Vu la procédure suivante :

Procédure contentieuse antérieure :

La société Champbenoist Distribution a demandé au Tribunal administratif de Melun de prononcer la décharge, en droits et intérêts de retard, du rappel de taxe sur les achats de viande qui lui a été assigné au titre de la période du 1er mars 2003 au 31 décembre 2003 pour un montant de 233 377 euros et de saisir la Cour de justice de l'Union européenne d'une question préjudicielle.

Par un jugement n° 0704630/7 du 24 mai 2011, le Tribunal administratif de Melun a rejeté sa demande.

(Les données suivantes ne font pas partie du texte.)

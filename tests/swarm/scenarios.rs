//! Behaviour every driver has to show. Each scenario uses torrents no other
//! test uses.
use std::thread;

use torrust_tracker_primitives::scope::Scope;
use torrust_tracker_primitives::torrent::{PeerMap, Torrent};
use torrust_tracker_swarm_store::swarm::backend::Connector;
use torrust_tracker_swarm_store::swarm::SwarmRepository as _;
use torrust_tracker_test_helpers::{ids, random};

use super::harness::Harness;
use crate::common::fixtures::{a_leecher, a_seeder, leechers, peer_map};

pub fn it_should_return_exactly_the_added_peers<C: Connector + Clone>(harness: &Harness<C>) {
    let torrent_id = ids::torrent_id();
    let added = leechers(torrent_id, 5);

    harness.swarms.add_peers(&added, &Scope::LEECHERS).expect("it should add the peers");

    let found = harness
        .swarms
        .get_peers(torrent_id, &Scope::LEECHERS)
        .expect("it should get the peers");

    assert_eq!(found, added);
}

pub fn it_should_keep_the_latest_attributes_of_a_peer<C: Connector + Clone>(harness: &Harness<C>) {
    let torrent_id = ids::torrent_id();
    let first = a_leecher(torrent_id);
    let mut latest = first.clone();
    latest.uploaded += 16_384;
    latest.left = 1_024;
    latest.last_announce += 1800;

    harness.swarms.announce(&first).expect("it should announce the peer");
    harness.swarms.announce(&latest).expect("it should announce the peer again");

    let found = harness
        .swarms
        .get_peers(torrent_id, &Scope::LEECHERS)
        .expect("it should get the peers");

    assert_eq!(found, peer_map([latest]));
}

pub fn it_should_leave_out_peers_whose_record_is_gone<C: Connector + Clone>(harness: &Harness<C>) {
    let torrent_id = ids::torrent_id();
    let added = leechers(torrent_id, 4);
    let gone = added.keys().next().cloned().expect("there should be peers");

    harness.swarms.add_peers(&added, &Scope::LEECHERS).expect("it should add the peers");
    harness.delete_record_out_of_band(&gone);

    let found = harness
        .swarms
        .get_peers(torrent_id, &Scope::LEECHERS)
        .expect("a missing record should not be an error");

    assert_eq!(found.len(), 3);
    assert!(!found.contains_key(&gone));
}

pub fn it_should_allow_removing_the_same_peers_twice<C: Connector + Clone>(harness: &Harness<C>) {
    let torrent_id = ids::torrent_id();
    let added = leechers(torrent_id, 2);

    harness.swarms.add_peers(&added, &Scope::LEECHERS).expect("it should add the peers");

    harness
        .swarms
        .remove_peers(torrent_id, &added, &Scope::LEECHERS)
        .expect("it should remove the peers");
    harness
        .swarms
        .remove_peers(torrent_id, &added, &Scope::LEECHERS)
        .expect("removing peers already gone should not be an error");

    assert!(harness.members(torrent_id, &Scope::LEECHERS).is_empty());
    assert!(harness
        .swarms
        .get_peers(torrent_id, &Scope::LEECHERS)
        .expect("it should get the peers")
        .is_empty());
}

pub fn it_should_end_up_with_all_the_peers_added_concurrently<C: Connector + Clone>(harness: &Harness<C>) {
    let torrent_id = ids::torrent_id();
    let batches: Vec<PeerMap> = (0..4).map(|_| leechers(torrent_id, 10)).collect();

    thread::scope(|s| {
        for batch in &batches {
            s.spawn(move || {
                harness
                    .swarms
                    .add_peers(batch, &Scope::LEECHERS)
                    .expect("it should add the peers");
            });
        }
    });

    let union: PeerMap = batches.into_iter().flatten().collect();

    let found = harness
        .swarms
        .get_peers(torrent_id, &Scope::LEECHERS)
        .expect("it should get the peers");

    assert_eq!(found.len(), 40);
    assert_eq!(found, union);
}

/// Three peers seed, a fourth joins and loses its record, then all of them
/// leave.
pub fn it_should_follow_a_swarm_that_loses_a_record<C: Connector + Clone>(harness: &Harness<C>) {
    let torrent_id = ids::torrent_id();
    let scope = Scope::new("seed").expect("`seed` should be a valid scope tag");
    let original = peer_map((0..3).map(|_| a_seeder(torrent_id)));

    harness.swarms.add_peers(&original, &scope).expect("it should add the peers");

    assert_eq!(harness.swarms.get_peers(torrent_id, &scope).expect("it should get the peers").len(), 3);

    let fourth = a_seeder(torrent_id);
    harness
        .swarms
        .add_peers(&peer_map([fourth.clone()]), &scope)
        .expect("it should add the fourth peer");
    harness.delete_record_out_of_band(&fourth.key());

    assert_eq!(harness.swarms.get_peers(torrent_id, &scope).expect("it should get the peers").len(), 3);

    let mut everyone = original;
    everyone.insert(fourth.key(), fourth);

    harness
        .swarms
        .remove_peers(torrent_id, &everyone, &scope)
        .expect("it should remove every peer, gone or not");

    assert!(harness
        .swarms
        .get_peers(torrent_id, &scope)
        .expect("it should get the peers")
        .is_empty());
}

pub fn it_should_move_a_leecher_that_completes_to_the_seeders<C: Connector + Clone>(harness: &Harness<C>) {
    let torrent_id = ids::torrent_id();
    let leecher = a_leecher(torrent_id);
    let mut completed = leecher.clone();
    completed.downloaded += completed.left;
    completed.left = 0;

    harness.swarms.announce(&leecher).expect("it should announce the leecher");
    harness.swarms.announce(&completed).expect("it should announce the seeder");

    assert!(harness.members(torrent_id, &Scope::LEECHERS).is_empty());
    assert_eq!(
        harness
            .swarms
            .get_peers(torrent_id, &Scope::SEEDERS)
            .expect("it should get the seeders"),
        peer_map([completed])
    );
}

pub fn it_should_load_the_swarm_it_saved<C: Connector + Clone>(harness: &Harness<C>) {
    let mut torrent = Torrent::new(ids::torrent_id(), random::info_hash());

    for _ in 0..2 {
        torrent.upsert_peer(a_seeder(torrent.id));
    }
    for _ in 0..3 {
        torrent.upsert_peer(a_leecher(torrent.id));
    }

    harness.swarms.save_swarm(&torrent).expect("it should save the swarm");

    let mut loaded = Torrent::new(torrent.id, torrent.info_hash);
    harness.swarms.load_swarm(&mut loaded).expect("it should load the swarm");

    assert_eq!(loaded, torrent);
}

Par un arrêt n° 11PA03345 du 31 juillet 2012, la Cour administrative d'appel de Paris a rejeté la requête de la société Champbenoist Distribution à l'encontre du jugement précité.

Par décision n° 363083 du 3 mars 2014, le Conseil d'Etat statuant au contentieux a, saisi d'un pourvoi présenté pour la société Champbenoist Distribution, annulé l'arrêt n° 11PA03345 du 31 juillet 2012 de la Cour administrative d'appel de Paris rejetant l'appel formé par la société Champbenoist Distribution contre le jugement précité et décidé de renvoyer l'affaire devant la même Cour.

Procédure devant la Cour :

Par une requête, enregistrée le 22 juillet 2011, la société Champbenoist Distribution, représentée par MeC..., demande à la Cour :

1°) d'annuler le jugement n° 0704630/7 du 24 mai 2011 du Tribunal administratif de Melun ;

2°) de prononcer la décharge, en droits et intérêts de retard, du rappel de taxe sur les achats de viande qui lui a été assigné au titre de la période du 1er mars 2003 au 31 décembre 2003 pour un montant de 233 377 euros ;

3°) de mettre à la charge de l'Etat la somme de 2 000 euros au titre de l'article L. 761-1 du code de justice administrative.

La société Champbenoist Distribution soutient que si elle n'entend pas poursuivre la contestation de la conformité de la taxe en cause au droit communautaire, elle est fondée à se prévaloir, sur le fondement de l'article L. 80 A du livre des procédures fiscales, de l'interprétation de l'article 302 bis ZD du code général des impôts résultant de la déclaration de M. A...B..., ministre délégué au budget, lors de la séance du 17 octobre 2003 à l'Assemblée Nationale, le tribunal ayant écarté à tort l'opposabilité des déclarations du ministre au cours des débats parlementaires ayant précédé le vote d'un texte fiscal.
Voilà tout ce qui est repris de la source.